Suppose I am on point (3,-8)

i am given F(x,y) = 80 - 2x^2 - y^2,

find the equation of the path i should take (in terms of x and y) if i want to move in the direction of maximum increase of F.

I know that the level curves are ellipses, and was given a hint to solve it by equating v'(u) = gradient vector of F.. where v(u)=(x(u),y(u)) is the vector representing the path.

however im stuck at this point, i wonder if anyone can help me? will very much appreciate it!

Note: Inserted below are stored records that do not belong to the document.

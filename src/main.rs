//! This file defines the ons-energy-viz binary entry point.

use ons_energy_viz::app;
use ons_energy_viz::cli;
use ons_energy_viz::metrics;
use ons_energy_viz::server;
use ons_energy_viz::tracing;

/// Application entry point
#[tokio::main]
async fn main() {
    let args = cli::parse();
    tracing::init_tracing(&args);
    metrics::register_metrics();
    app::init(&args);
    let service = app::service(&args);
    if let Err(err) = server::serve(&args, service).await {
        ::tracing::error!("server failed: {}", err);
    }
    tracing::shutdown_tracing();
}
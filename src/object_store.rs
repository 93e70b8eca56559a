//! Object store boundary.
//!
//! Source files are retrieved by key from an [ObjectStore]. The S3 implementation lives in
//! [crate::s3_client]. [FileSystemStore] serves the same key layout from a local directory.

use crate::dataset::Timestamp;
use crate::error::RetrievalError;

use async_trait::async_trait;
use bytes::Bytes;
use serde::Serialize;
use std::io::ErrorKind;
use std::path::{Component, Path, PathBuf};
use time::OffsetDateTime;

/// Listing entry for a stored object.
#[derive(Clone, Debug, PartialEq, Serialize)]
pub struct ObjectInfo {
    pub key: String,
    /// Size in bytes
    pub size: u64,
    #[serde(skip_serializing_if = "Option::is_none")]
    pub last_modified: Option<Timestamp>,
}

/// A store of named objects.
#[async_trait]
pub trait ObjectStore: Send + Sync {
    /// Retrieve the whole of an object.
    async fn get(&self, key: &str) -> Result<Bytes, RetrievalError>;

    /// List objects whose keys start with `prefix`, ordered by key.
    async fn list(&self, prefix: &str) -> Result<Vec<ObjectInfo>, RetrievalError>;
}

/// Whether a key names a loadable dataset file.
pub fn is_dataset_key(key: &str) -> bool {
    let key = key.to_lowercase();
    key.ends_with(".csv") || key.ends_with(".csv.gz") || key.ends_with(".parquet")
}

/// Objects stored as files under a root directory. Keys are `/`-separated paths relative to
/// the root.
#[derive(Clone, Debug)]
pub struct FileSystemStore {
    root: PathBuf,
}

impl FileSystemStore {
    pub fn new(root: impl Into<PathBuf>) -> Self {
        FileSystemStore { root: root.into() }
    }

    /// Path of the file for a key. Keys that would escape the root do not exist.
    fn path(&self, key: &str) -> Result<PathBuf, RetrievalError> {
        let relative = Path::new(key);
        if key.is_empty() || !relative.components().all(|c| matches!(c, Component::Normal(_))) {
            return Err(RetrievalError::NotFound {
                key: key.to_string(),
            });
        }
        Ok(self.root.join(relative))
    }

    /// Key of a file below the root.
    fn key(&self, path: &Path) -> Option<String> {
        let relative = path.strip_prefix(&self.root).ok()?;
        let parts: Option<Vec<&str>> = relative.components().map(|c| c.as_os_str().to_str()).collect();
        parts.map(|parts| parts.join("/"))
    }
}

fn io_error(key: &str, error: std::io::Error) -> RetrievalError {
    let key = key.to_string();
    match error.kind() {
        ErrorKind::NotFound => RetrievalError::NotFound { key },
        ErrorKind::PermissionDenied => RetrievalError::AccessDenied { key },
        ErrorKind::TimedOut => RetrievalError::Timeout { key },
        _ => RetrievalError::Transport {
            key,
            message: error.to_string(),
        },
    }
}

#[async_trait]
impl ObjectStore for FileSystemStore {
    async fn get(&self, key: &str) -> Result<Bytes, RetrievalError> {
        let path = self.path(key)?;
        let data = tokio::fs::read(&path).await.map_err(|err| io_error(key, err))?;
        tracing::debug!(key, size = data.len(), "read object from file");
        Ok(data.into())
    }

    async fn list(&self, prefix: &str) -> Result<Vec<ObjectInfo>, RetrievalError> {
        let mut objects = Vec::new();
        let mut pending = vec![self.root.clone()];
        while let Some(dir) = pending.pop() {
            let mut entries = tokio::fs::read_dir(&dir)
                .await
                .map_err(|err| io_error(prefix, err))?;
            while let Some(entry) = entries
                .next_entry()
                .await
                .map_err(|err| io_error(prefix, err))?
            {
                let metadata = entry.metadata().await.map_err(|err| io_error(prefix, err))?;
                let path = entry.path();
                if metadata.is_dir() {
                    pending.push(path);
                    continue;
                }
                let Some(key) = self.key(&path) else {
                    continue;
                };
                if !key.starts_with(prefix) {
                    continue;
                }
                let last_modified = metadata
                    .modified()
                    .ok()
                    .and_then(|modified| Timestamp::from_datetime(OffsetDateTime::from(modified)).ok());
                objects.push(ObjectInfo {
                    key,
                    size: metadata.len(),
                    last_modified,
                });
            }
        }
        objects.sort_by(|a, b| a.key.cmp(&b.key));
        Ok(objects)
    }
}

2. The rate of change of a scalar function f in the direction of a unit vector $\mathbf{u}$ is given by

$\nabla f \cdot \mathbf{u}$

This is the directional derivative

So, the maximum rate of change is given by

$|\nabla f \cdot \mathbf{u}| = |\nabla f|$

3. Originally Posted by Haven
The rate of change of a scalar function f in the direction of a unit vector $\mathbf{u}$ is given by

$\nabla f \cdot \mathbf{u}$

This is the directional derivative

So, the maximum rate of change is given by

$|\nabla f \cdot \mathbf{u}| = |\nabla f|$

I do know that the maximum change occurs when direction vector u = $\nabla f$ = <-4x, -2y> itself, but i wonder how does it help me to obtain the equation of the path(in terms of x and y) i am suppose to take?

4. anyone has any idea?

5. Remember, that a line can be described by a direction vector (with components a, b, and c) and a point:

$r(t)= + t$;

You have a direction vector (it happens to be the gradient), and you have a point (3, -8).

6. Originally Posted by ANDS!
Remember, that a line can be described by a direction vector (with components a, b, and c) and a point:

$r(t)= + t$;

You have a direction vector (it happens to be the gradient), and you have a point (3, -8).
i agree this makes sense if i have a constant direction vector, and that the path is a straight line, however i believe the path is not a straight line because the path is a curve that is always tangent to the level curves, which are ellipses.

thus i do not think i am able to use this

7. Originally Posted by navelwort
i agree this makes sense if i have a constant direction vector, and that the path is a straight line, however i believe the path is not a straight line because the path is a curve that is always tangent to the level curves, which are ellipses.

thus i do not think i am able to use this

No, the path of fastest increase is perpendicular to the level curves.

In any case, $\nabla f= -4x\vec{i}- 2y\vec{j}$ so you must have $\frac{dx}{dt}= -4x$, x(0)= 3 and $\frac{dy}{dt}= -2y$, y(0)= -8. Solve those equations to get x and y in terms of the parameter t. You can then, if you wish, eliminate t to get y as a function of x.

8. Originally Posted by HallsofIvy
No, the path of fastest increase is perpendicular to the level curves.

In any case, $\nabla f= -4x\vec{i}- 2y\vec{j}$ so you must have $\frac{dx}{dt}= -4x$, x(0)= 3 and $\frac{dy}{dt}= -2y$, y(0)= -8. Solve those equations to get x and y in terms of the parameter t. You can then, if you wish, eliminate t to get y as a function of x.
opps haha i meant perpendicular, yeah thanks! but just wondering, how do i go about solving those equations?

am i correct to do it like this?

x(t) = -4xt + C, y(t) = -2yt + D

x(0) = 3, => C = 3,
y(0) = -8, => D = -8,

thus x = -4xt + 3, y = -2yt -8

solving t, (x-3)/(-4x) = (y+8)/(-2y)

thus i have -2yx + 6y = -4xy - 32x
=> 3y = xy -16x ?